During the next four decades, Mitau became a Macalester College student and then a longtime political science professor at the St. Paul school, mentoring countless colleagues and students including future vice presidents Hubert Humphrey and Walter Mondale.
Appointed chancellor of the Minnesota State Colleges and Universities system in 1968 at 47, Mitau reshaped the state's higher education landscape during what he called "a middle-age fling." The network when Mitau took over included six colleges in Winona, Mankato, St. Cloud, Moorhead, Bemidji and Marshall, with a total enrollment of 33,000 students. Today, Minnesota State serves 340,000 students, with 30 colleges and seven universities at 54 campuses.

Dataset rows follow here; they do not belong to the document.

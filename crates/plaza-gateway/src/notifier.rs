use std::sync::Arc;

use tracing::warn;
use uuid::Uuid;

use plaza_db::Database;
use plaza_db::models::NewNotification;
use plaza_types::api::NotificationResponse;
use plaza_types::events::GatewayEvent;

use crate::blocking;
use crate::dispatcher::Dispatcher;

/// Store a notification and push it to the recipient if they are connected.
/// Failures are logged; the action that caused the notification stands.
pub async fn notify(db: &Arc<Database>, dispatcher: &Dispatcher, new: NewNotification) {
    let user_id = new.user_id;
    let kind = new.kind;

    match blocking(db, move |db| Ok(db.notifications().create(new)?)).await {
        Ok(row) => {
            let notification: NotificationResponse = row.into();
            dispatcher
                .send_to_user(user_id, GatewayEvent::NotificationCreate { notification })
                .await;
        }
        Err(e) => warn!("Failed to create {} notification for {}: {}", kind, user_id, e),
    }
}

/// Same notification for several recipients. `template.user_id` is ignored.
pub async fn notify_many(
    db: &Arc<Database>,
    dispatcher: &Dispatcher,
    recipients: &[Uuid],
    template: NewNotification,
) {
    for user_id in recipients {
        let new = NewNotification {
            user_id: *user_id,
            ..template.clone()
        };
        notify(db, dispatcher, new).await;
    }
}

#[cfg(test)]
mod tests {
    use super::*;
    use chrono::NaiveDate;
    use plaza_db::models::NewUser;
    use plaza_types::models::NotificationKind;

    fn seed_user(db: &Database, name: &str) -> Uuid {
        db.users()
            .create(NewUser {
                email: format!("{name}@example.com"),
                password_hash: "x".to_string(),
                first_name: name.to_string(),
                last_name: "Tester".to_string(),
                date_of_birth: NaiveDate::from_ymd_opt(2000, 1, 1).unwrap(),
                nickname: None,
                about_me: None,
                avatar: None,
                is_private: false,
            })
            .unwrap()
            .id
    }

    #[tokio::test]
    async fn notification_is_stored_and_pushed() {
        let db = Arc::new(Database::open_in_memory().unwrap());
        let dispatcher = Dispatcher::new();
        let alice = seed_user(&db, "alice");
        let bob = seed_user(&db, "bob");
        let (_, mut rx) = dispatcher.register_user_channel(alice).await;

        notify(
            &db,
            &dispatcher,
            NewNotification {
                user_id: alice,
                kind: NotificationKind::NewFollower,
                actor_id: Some(bob),
                reference_id: None,
                message: "bob followed you".to_string(),
            },
        )
        .await;

        assert_eq!(db.notifications().unread_count(alice).unwrap(), 1);
        match rx.try_recv() {
            Ok(GatewayEvent::NotificationCreate { notification }) => {
                assert_eq!(notification.kind, NotificationKind::NewFollower);
                assert_eq!(notification.actor_id, Some(bob));
            }
            other => panic!("unexpected event: {other:?}"),
        }
    }

    #[tokio::test]
    async fn notify_many_reaches_every_recipient() {
        let db = Arc::new(Database::open_in_memory().unwrap());
        let dispatcher = Dispatcher::new();
        let alice = seed_user(&db, "alice");
        let bob = seed_user(&db, "bob");
        let carol = seed_user(&db, "carol");
        let (_, mut bob_rx) = dispatcher.register_user_channel(bob).await;

        notify_many(
            &db,
            &dispatcher,
            &[bob, carol],
            NewNotification {
                user_id: alice,
                kind: NotificationKind::GroupEvent,
                actor_id: Some(alice),
                reference_id: None,
                message: "picnic on saturday".to_string(),
            },
        )
        .await;

        assert_eq!(db.notifications().unread_count(alice).unwrap(), 0);
        assert_eq!(db.notifications().unread_count(bob).unwrap(), 1);
        assert_eq!(db.notifications().unread_count(carol).unwrap(), 1);
        assert!(matches!(
            bob_rx.try_recv(),
            Ok(GatewayEvent::NotificationCreate { .. })
        ));
    }
}
pub mod comments;
pub mod events;
pub mod followers;
pub mod groups;
pub mod messages;
pub mod notifications;
pub mod posts;
pub mod sessions;
pub mod users;

/// Clamp caller-supplied page sizes.
pub(crate) fn page(limit: u32) -> i64 {
    i64::from(limit.clamp(1, 200))
}
use axum::{
    Extension, Json,
    extract::{Path, State},
    http::StatusCode,
    response::IntoResponse,
};
use tracing::debug;
use uuid::Uuid;

use plaza_types::api::{FollowResponse, UserSummary};
use plaza_types::models::{FollowStatus, NotificationKind};

use crate::auth::{AppState, db_call};
use crate::error::ApiError;
use crate::middleware::CurrentUser;
use crate::notify;

/// Following a private user creates a pending request; anyone else is
/// followed immediately.
pub async fn follow(
    State(state): State<AppState>,
    Extension(current): Extension<CurrentUser>,
    Path(user_id): Path<Uuid>,
) -> Result<impl IntoResponse, ApiError> {
    let me = current.id;
    let (status, follower_name) = db_call(&state, move |db| {
        let target = db.users().get_by_id(user_id)?;
        let status = db.followers().follow(me, user_id, target.is_private)?;
        Ok((status, db.users().get_by_id(me)?.first_name))
    })
    .await?;

    debug!("{} follows {}: {}", me, user_id, status);

    let (kind, message) = match status {
        FollowStatus::Pending => (
            NotificationKind::FollowRequest,
            format!("{follower_name} wants to follow you"),
        ),
        FollowStatus::Accepted => (
            NotificationKind::NewFollower,
            format!("{follower_name} started following you"),
        ),
    };
    notify(&state, user_id, kind, me, None, message).await;

    Ok((StatusCode::CREATED, Json(FollowResponse { status })))
}

/// Also cancels a pending request.
pub async fn unfollow(
    State(state): State<AppState>,
    Extension(current): Extension<CurrentUser>,
    Path(user_id): Path<Uuid>,
) -> Result<StatusCode, ApiError> {
    let me = current.id;
    db_call(&state, move |db| Ok(db.followers().unfollow(me, user_id)?)).await?;
    Ok(StatusCode::NO_CONTENT)
}

pub async fn pending_requests(
    State(state): State<AppState>,
    Extension(current): Extension<CurrentUser>,
) -> Result<Json<Vec<UserSummary>>, ApiError> {
    let users = db_call(&state, move |db| {
        Ok(db.followers().list_pending_requests(current.id)?)
    })
    .await?;
    Ok(Json(users.into_iter().map(Into::into).collect()))
}

pub async fn accept_request(
    State(state): State<AppState>,
    Extension(current): Extension<CurrentUser>,
    Path(follower_id): Path<Uuid>,
) -> Result<Json<FollowResponse>, ApiError> {
    let me = current.id;
    let my_name = db_call(&state, move |db| {
        db.followers().accept(follower_id, me)?;
        Ok(db.users().get_by_id(me)?.first_name)
    })
    .await?;

    notify(
        &state,
        follower_id,
        NotificationKind::FollowAccepted,
        me,
        None,
        format!("{my_name} accepted your follow request"),
    )
    .await;

    Ok(Json(FollowResponse {
        status: FollowStatus::Accepted,
    }))
}

pub async fn decline_request(
    State(state): State<AppState>,
    Extension(current): Extension<CurrentUser>,
    Path(follower_id): Path<Uuid>,
) -> Result<StatusCode, ApiError> {
    let me = current.id;
    db_call(&state, move |db| Ok(db.followers().decline(follower_id, me)?)).await?;
    Ok(StatusCode::NO_CONTENT)
}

Mitau was most proud of his vision for Minnesota Metropolitan State College, now known as Metropolitan State University — originally a college without walls, grades or terms, aimed at working adults who could leverage real-world experience to earn their degrees.
It was considered "a utopian experiment of the first order," according to Monte Bute, a recently retired Metro State sociology professor who has written extensively about Mitau's role in creation of the school — which celebrated its 50th anniversary this year and now boasts a campus in St. Paul.
The Minneapolis Tribune in 1973 described Mitau as "a nervous, energetic, fast-paced individual with a tremendous drive to achieve, [who] coaxes, cajoles, needles and encourages officials ... without being too pushy about it."
Mitau's father, Alexander, worked a high-level job at a Berlin telephone company but died when Gunter was about 10. A bicycle accident killed his brother, Werner, a few years later. That left Mitau and his mother, Rosel, who chose not to join her 17-year-old son on his journey to New York — never dreaming the fate that would befall her fellow Jews.
"Imagine this young child knowing he had to leave Germany and his mother not believing it," his widow, Charlotte Mitau-Price, told Macalester's alumni magazine in 1998. They'd married in 1941 and had two children. The family learned years later that Rosel had died at the Theresienstadt concentration camp in Czechoslovakia.